Menurut penuturan dari temanku yang juga sesekali ditambahkan oleh bapaknya, ritual yang dilaksanakan setiap enam bulan kalender bali ini sudah ada sejak tahun 1934. Namun baru mulai dilestarikan sejak tahun 1946 setelah warga Munggu terbebas dari gerubug atau wabah penyakit. Konon katanya, saking gembiranya warga terbebas dari penyakit, saat itu mereka mengacung-acungkan tombak yang mereka miliki.Tombak di mata penjajah Belanda waktu itu disimbolkan sebagai perlawanan.Namun seiring perkembangan jaman dan waktu sarana tombak itu sekarang diganti dengan sebilah kayu.(mungkin karena tombak susah dicari kali ya..?)

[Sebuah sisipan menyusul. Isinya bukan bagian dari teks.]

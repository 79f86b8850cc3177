//! Process bring-up.
//!
//! [`VoldriveRuntime::new`] does all setup before returning: environment,
//! paths, configuration, logging, registries and the router. Nothing is
//! lazily half-built afterwards except driver instances, which the router
//! creates on first use.

mod options;

use std::path::Path;
use std::sync::Arc;

use tracing::level_filters::LevelFilter;
use voldrive_shared::errors::{VoldriveError, VoldriveResult};

use crate::config::{Config, ConfigSchema, EnvSnapshot, keys as config_keys};
use crate::context::{Context, TransactionId, keys};
use crate::driver::DriverRegistry;
use crate::executor::{ExecutorDispatcher, ExecutorRegistry};
use crate::logging::{init_logging, resolve_log_level};
use crate::metrics::RouterMetricsStorage;
use crate::paths::PathConfig;
use crate::router::Router;

pub use options::VoldriveOptions;

/// A configured router plus the root context requests derive from.
///
/// Cheap to clone; clones share the router.
#[derive(Clone)]
pub struct VoldriveRuntime {
    inner: Arc<RuntimeInner>,
}

struct RuntimeInner {
    paths: PathConfig,
    config: Config,
    log_level: LevelFilter,
    router: Router,
    context: Context,
}

impl VoldriveRuntime {
    /// Bring up with every backend linked into the binary.
    pub fn new(options: VoldriveOptions, env: EnvSnapshot) -> VoldriveResult<Self> {
        let drivers = DriverRegistry::linked(options.override_policy)?;
        let executors = ExecutorRegistry::linked(options.override_policy)?;
        Self::with_registries(options, env, drivers, executors)
    }

    /// Bring up with caller-built registries. Both are sealed here.
    pub fn with_registries(
        options: VoldriveOptions,
        env: EnvSnapshot,
        mut drivers: DriverRegistry,
        mut executors: ExecutorRegistry,
    ) -> VoldriveResult<Self> {
        let mut env = env.with_aliases();
        if let Some(level) = &options.log_level {
            env = env.with_log_level(level);
        }

        let mut paths = PathConfig::from_env(&env)?;
        if let Some(user_home) = &options.user_home {
            paths = PathConfig::new(&paths.home, &paths.token, user_home);
        }

        let mut config = ConfigSchema::linked().new_config(env)?;
        read_config_files(&mut config, &options, &paths)?;
        apply_overrides(&mut config, &options);

        let log_level = resolve_log_level(&config);
        if options.init_logging {
            init_logging(log_level, &paths);
        }
        tracing::debug!(
            home = %paths.home.display(),
            token = %paths.token,
            level = %log_level,
            files = ?config.files_read(),
            "Configuration resolved"
        );

        let known_hosts = paths.ensure_known_hosts().inspect_err(|e| {
            tracing::error!(error = %e, "Runtime bring-up failed at known_hosts setup");
        })?;
        tracing::debug!(path = %known_hosts.display(), "Known hosts file ready");

        drivers.seal();
        executors.seal();
        tracing::info!(
            drivers = ?drivers.names(),
            executors = ?executors.names(),
            "Backends registered"
        );

        let metrics = Arc::new(RouterMetricsStorage::new());
        let dispatcher = ExecutorDispatcher::from_config(Arc::new(executors), &config)?
            .with_metrics(Arc::clone(&metrics));
        let router = Router::new(
            Arc::new(drivers),
            Arc::new(dispatcher),
            config.clone(),
            metrics,
        )?;

        let mut context = Context::background()
            .with_value(keys::PATH_CONFIG, paths.clone())
            .with_value(keys::LOG_LEVEL, log_level);
        if let Some(host) = config.get_string(config_keys::HOST).filter(|h| !h.is_empty()) {
            context = context.with_value(keys::HOST, host);
        }

        Ok(Self {
            inner: Arc::new(RuntimeInner {
                paths,
                config,
                log_level,
                router,
                context,
            }),
        })
    }

    pub fn router(&self) -> &Router {
        &self.inner.router
    }

    /// Root context: path configuration, log level and host.
    pub fn context(&self) -> &Context {
        &self.inner.context
    }

    /// A root-derived context with a fresh transaction id.
    pub fn request_context(&self) -> Context {
        self.inner
            .context
            .with_transaction_id(TransactionId::new())
    }

    pub fn config(&self) -> &Config {
        &self.inner.config
    }

    pub fn paths(&self) -> &PathConfig {
        &self.inner.paths
    }

    pub fn log_level(&self) -> LevelFilter {
        self.inner.log_level
    }

    /// `voldrive.service`, when configured.
    pub fn default_service(&self) -> Option<String> {
        self.inner
            .config
            .get_string(config_keys::SERVICE)
            .filter(|s| !s.is_empty())
    }
}

impl std::fmt::Debug for VoldriveRuntime {
    fn fmt(&self, f: &mut std::fmt::Formatter<'_>) -> std::fmt::Result {
        f.debug_struct("VoldriveRuntime")
            .field("home", &self.inner.paths.home)
            .field("log_level", &self.inner.log_level)
            .field("router", &self.inner.router)
            .finish()
    }
}

fn read_config_files(
    config: &mut Config,
    options: &VoldriveOptions,
    paths: &PathConfig,
) -> VoldriveResult<()> {
    if let Some(file) = &options.config_file {
        if !file.is_file() {
            return Err(VoldriveError::InvalidConfig(format!(
                "config file not found: {}",
                file.display()
            )));
        }
        return config.read_config_file(file);
    }

    for file in paths.default_config_files() {
        if Path::new(&file).is_file() {
            config.read_config_file(&file)?;
        }
    }
    Ok(())
}

fn apply_overrides(config: &mut Config, options: &VoldriveOptions) {
    if let Some(level) = &options.log_level {
        config.set(config_keys::LOG_LEVEL, level.as_str());
    }
    if let Some(host) = &options.host {
        config.set(config_keys::HOST, host.as_str());
    }
    if let Some(service) = &options.service {
        config.set(config_keys::SERVICE, service.as_str());
    }
    if let Some(isolation) = options.isolation {
        config.set(config_keys::EXECUTOR_ISOLATION, isolation.to_string());
    }
    if let Some(path) = &options.executor_path {
        config.set(config_keys::EXECUTOR_PATH, path.display().to_string());
    }
    for (key, value) in &options.overrides {
        config.set(key, value.clone());
    }
}

#[cfg(test)]
mod tests {
    use super::*;
    use crate::config::env::vars;
    use crate::executor::Isolation;
    use tempfile::TempDir;

    struct Fixture {
        home: TempDir,
        user: TempDir,
    }

    impl Fixture {
        fn new() -> Self {
            Self {
                home: TempDir::new().unwrap(),
                user: TempDir::new().unwrap(),
            }
        }

        fn env(&self) -> EnvSnapshot {
            EnvSnapshot::from_pairs([(vars::VOLDRIVE_HOME, self.home.path().display().to_string())])
        }

        fn options(&self) -> VoldriveOptions {
            VoldriveOptions {
                user_home: Some(self.user.path().to_path_buf()),
                init_logging: false,
                ..Default::default()
            }
        }
    }

    #[test]
    fn test_bring_up_defaults() {
        let fx = Fixture::new();
        let rt = VoldriveRuntime::new(fx.options(), fx.env()).unwrap();

        assert_eq!(rt.paths().home, fx.home.path());
        assert_eq!(rt.paths().token, "voldrive");
        assert!(rt.paths().user_default_tls_known_hosts.is_file());
        assert_eq!(rt.log_level(), LevelFilter::WARN);
        assert_eq!(rt.router().dispatcher().isolation(), Isolation::Process);
        assert!(rt.context().path_config().is_some());
        assert_eq!(rt.context().log_level(), Some(LevelFilter::WARN));
        assert!(rt.default_service().is_none());
    }

    #[test]
    fn test_options_override_file() {
        let fx = Fixture::new();
        let file = fx.home.path().join("custom.yml");
        std::fs::write(
            &file,
            "voldrive:\n  service: fromfile\n  logLevel: info\nlibvol:\n  executor:\n    isolation: inprocess\n",
        )
        .unwrap();

        let options = VoldriveOptions {
            config_file: Some(file),
            service: Some("fromflag".into()),
            host: Some("unix:///run/voldrive.sock".into()),
            ..fx.options()
        };
        let rt = VoldriveRuntime::new(options, fx.env()).unwrap();

        assert_eq!(rt.default_service().as_deref(), Some("fromflag"));
        assert_eq!(rt.log_level(), LevelFilter::INFO);
        assert_eq!(rt.router().dispatcher().isolation(), Isolation::InProcess);
        assert_eq!(
            rt.context().value::<String>(keys::HOST).map(String::as_str),
            Some("unix:///run/voldrive.sock")
        );
    }

    #[test]
    fn test_known_hosts_failure_aborts_bring_up() {
        let fx = Fixture::new();
        let not_a_dir = fx.user.path().join("file");
        std::fs::write(&not_a_dir, "").unwrap();
        let options = VoldriveOptions {
            user_home: Some(not_a_dir),
            ..fx.options()
        };

        let err = VoldriveRuntime::new(options, fx.env()).unwrap_err();
        assert!(
            matches!(err, VoldriveError::Storage(ref m) if m.starts_with("known_hosts setup")),
            "got {err:?}"
        );
    }

    #[test]
    fn test_missing_explicit_config_file() {
        let fx = Fixture::new();
        let options = VoldriveOptions {
            config_file: Some(fx.home.path().join("nope.yml")),
            ..fx.options()
        };
        let err = VoldriveRuntime::new(options, fx.env()).unwrap_err();
        assert!(matches!(err, VoldriveError::InvalidConfig(_)));
    }

    #[test]
    fn test_default_config_file_is_read() {
        let fx = Fixture::new();
        let etc = fx.home.path().join("etc/voldrive");
        std::fs::create_dir_all(&etc).unwrap();
        std::fs::write(etc.join("config.yml"), "voldrive:\n  service: vfs\n").unwrap();

        let rt = VoldriveRuntime::new(fx.options(), fx.env()).unwrap();
        assert_eq!(rt.default_service().as_deref(), Some("vfs"));
        assert_eq!(rt.config().files_read().len(), 1);
    }

    #[test]
    fn test_env_debug_alias_sets_level() {
        let fx = Fixture::new();
        let mut env = fx.env();
        env.set(vars::LIBVOL_DEBUG, "true");
        let rt = VoldriveRuntime::new(fx.options(), env).unwrap();
        assert_eq!(rt.log_level(), LevelFilter::DEBUG);
    }

    #[test]
    fn test_bad_isolation_aborts_bring_up() {
        let fx = Fixture::new();
        let options = fx
            .options()
            .with_override(config_keys::EXECUTOR_ISOLATION, "container");
        let err = VoldriveRuntime::new(options, fx.env()).unwrap_err();
        assert!(matches!(err, VoldriveError::InvalidConfig(_)));
    }

    #[test]
    fn test_requests_get_fresh_transaction_ids() {
        let fx = Fixture::new();
        let rt = VoldriveRuntime::new(fx.options(), fx.env()).unwrap();
        let a = rt.request_context();
        let b = rt.request_context();
        assert_ne!(a.transaction_id(), b.transaction_id());
        assert!(rt.context().transaction_id().is_none());
    }
}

Masih menurut penuturan temanku peringatan Ritual Mekotek harus dilaksanakan bertepatan dengan hari raya kuningan, karena itu merupakan pawisik yang didapat oleh Raja Mengwi Cokorda Made Munggu,dan katanya ada pantangan, kalo ritual ini tidak dilaksanakan tidak menutup kemungkinan Munggu akan terkena gerubug lagi,sehingga ritual itu masih tetap dilaksanakan hingga sekarang. (ihh ngeri ya…kalo ga di lestarikan). Makanya,mari kita lestarikan warisan budaya dan tradisi kuno nenek moyang kita.Melestarikan warisan nenek moyang bukan berarti menjual kan…!!!!